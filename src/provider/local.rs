//! In-process provider for `local:*` resource types.
//!
//! Resources live in memory only. The provider is used for dry deployments
//! and tests, and it honours the same replacement and validation rules a
//! remote provider would declare.

use async_trait::async_trait;
use std::collections::HashMap;
use tokio::sync::Mutex;
use tracing::{debug, info};
use uuid::Uuid;

use crate::error::{CheckFailure, ProviderError};
use crate::planner::ObjectDiff;
use crate::resource::{PropertyKey, PropertyMap, ResourceId, TypeToken};

use super::{Provider, ProviderResult};

/// Stored record for one resource.
#[derive(Debug, Clone)]
struct Record {
    type_token: TypeToken,
    properties: PropertyMap,
}

/// In-memory provider.
#[derive(Debug, Default)]
pub struct LocalProvider {
    /// Live resources by ID.
    resources: Mutex<HashMap<ResourceId, Record>>,
    /// Properties that force replacement, per type.
    immutable: HashMap<String, Vec<PropertyKey>>,
    /// Properties that must be present, per type.
    required: HashMap<String, Vec<PropertyKey>>,
}

impl LocalProvider {
    /// Creates an empty provider.
    #[must_use]
    pub fn new() -> Self {
        Self::default()
    }

    /// Declares properties of a type that can only change by replacement.
    #[must_use]
    pub fn with_immutable(mut self, type_token: &str, keys: &[&str]) -> Self {
        self.immutable
            .entry(type_token.to_string())
            .or_default()
            .extend(keys.iter().map(ToString::to_string));
        self
    }

    /// Declares properties of a type that must be set.
    #[must_use]
    pub fn with_required(mut self, type_token: &str, keys: &[&str]) -> Self {
        self.required
            .entry(type_token.to_string())
            .or_default()
            .extend(keys.iter().map(ToString::to_string));
        self
    }

    /// Number of live resources.
    pub async fn len(&self) -> usize {
        self.resources.lock().await.len()
    }

    /// Returns true if no resources are live.
    pub async fn is_empty(&self) -> bool {
        self.resources.lock().await.is_empty()
    }
}

#[async_trait]
impl Provider for LocalProvider {
    async fn check(&self, type_token: &TypeToken, properties: &PropertyMap) -> ProviderResult<Vec<CheckFailure>> {
        let failures = self
            .required
            .get(type_token.as_str())
            .map(|keys| {
                keys.iter()
                    .filter(|k| !properties.get(k).is_some_and(|v| v.has_value()))
                    .map(|k| CheckFailure {
                        property: k.clone(),
                        reason: String::from("missing required property"),
                    })
                    .collect()
            })
            .unwrap_or_default();
        Ok(failures)
    }

    async fn create(&self, type_token: &TypeToken, properties: &PropertyMap) -> ProviderResult<ResourceId> {
        let id = ResourceId::new(Uuid::new_v4().to_string());
        self.resources.lock().await.insert(
            id.clone(),
            Record {
                type_token: type_token.clone(),
                properties: properties.clone(),
            },
        );
        info!("Created {type_token} ({id})");
        Ok(id)
    }

    async fn get(&self, type_token: &TypeToken, id: &ResourceId) -> ProviderResult<PropertyMap> {
        let resources = self.resources.lock().await;
        match resources.get(id) {
            Some(record) if &record.type_token == type_token => Ok(record.properties.clone()),
            Some(record) => Err(ProviderError::recoverable(format!(
                "resource {id} is a {}, not a {type_token}",
                record.type_token
            ))),
            None => Err(ProviderError::recoverable(format!("resource {id} not found"))),
        }
    }

    async fn inspect_change(
        &self,
        type_token: &TypeToken,
        _id: &ResourceId,
        _old: &PropertyMap,
        _new: &PropertyMap,
        diff: &ObjectDiff,
    ) -> ProviderResult<Vec<PropertyKey>> {
        Ok(self
            .immutable
            .get(type_token.as_str())
            .map(|keys| keys.iter().filter(|k| diff.changed(k)).cloned().collect())
            .unwrap_or_default())
    }

    async fn update(
        &self,
        type_token: &TypeToken,
        id: &ResourceId,
        _old: &PropertyMap,
        new: &PropertyMap,
        _diff: &ObjectDiff,
    ) -> ProviderResult<()> {
        // Resources from an earlier process are adopted on first update.
        self.resources.lock().await.insert(
            id.clone(),
            Record {
                type_token: type_token.clone(),
                properties: new.clone(),
            },
        );
        info!("Updated {type_token} ({id})");
        Ok(())
    }

    async fn delete(&self, type_token: &TypeToken, id: &ResourceId) -> ProviderResult<()> {
        if self.resources.lock().await.remove(id).is_none() {
            debug!("{type_token} ({id}) was already deleted");
        } else {
            info!("Deleted {type_token} ({id})");
        }
        Ok(())
    }

    fn name(&self) -> &str {
        "local"
    }
}

#[cfg(test)]
mod tests {
    use super::*;
    use crate::resource::PropertyValue;

    fn disk() -> TypeToken {
        TypeToken::new("local:disk:Disk")
    }

    fn props(size: i32) -> PropertyMap {
        let mut p = PropertyMap::new();
        p.insert("size", size.into());
        p
    }

    #[tokio::test]
    async fn test_create_get_delete() {
        let provider = LocalProvider::new();
        let id = provider.create(&disk(), &props(10)).await.expect("create");
        assert_eq!(provider.get(&disk(), &id).await.expect("get"), props(10));

        provider.delete(&disk(), &id).await.expect("delete");
        assert!(provider.is_empty().await);
        assert!(provider.get(&disk(), &id).await.is_err());
    }

    #[tokio::test]
    async fn test_delete_is_idempotent() {
        let provider = LocalProvider::new();
        let result = provider.delete(&disk(), &ResourceId::new("missing")).await;
        assert!(result.is_ok());
    }

    #[tokio::test]
    async fn test_immutable_properties_force_replacement() {
        let provider = LocalProvider::new().with_immutable("local:disk:Disk", &["size"]);
        let old = props(10);
        let mut new = props(20);
        new.insert("label", PropertyValue::from("data"));
        let diff = old.diff(&new).expect("differs");

        let replaces = provider
            .inspect_change(&disk(), &ResourceId::new("d"), &old, &new, &diff)
            .await
            .expect("inspect");
        assert_eq!(replaces, vec![String::from("size")]);
    }

    #[tokio::test]
    async fn test_required_properties_are_checked() {
        let provider = LocalProvider::new().with_required("local:disk:Disk", &["size", "zone"]);
        let failures = provider.check(&disk(), &props(10)).await.expect("check");
        assert_eq!(failures.len(), 1);
        assert_eq!(failures[0].property, "zone");
    }
}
--------
### WHAT YOU WILL DO
Return all lines in the data that include the word "lock".

### ANSWER BOX
        self.resources.lock().await.len()
        self.resources.lock().await.is_empty()
        self.resources.lock().await.insert(
        let resources = self.resources.lock().await;
        self.resources.lock().await.insert(
        if self.resources.lock().await.remove(id).is_none() {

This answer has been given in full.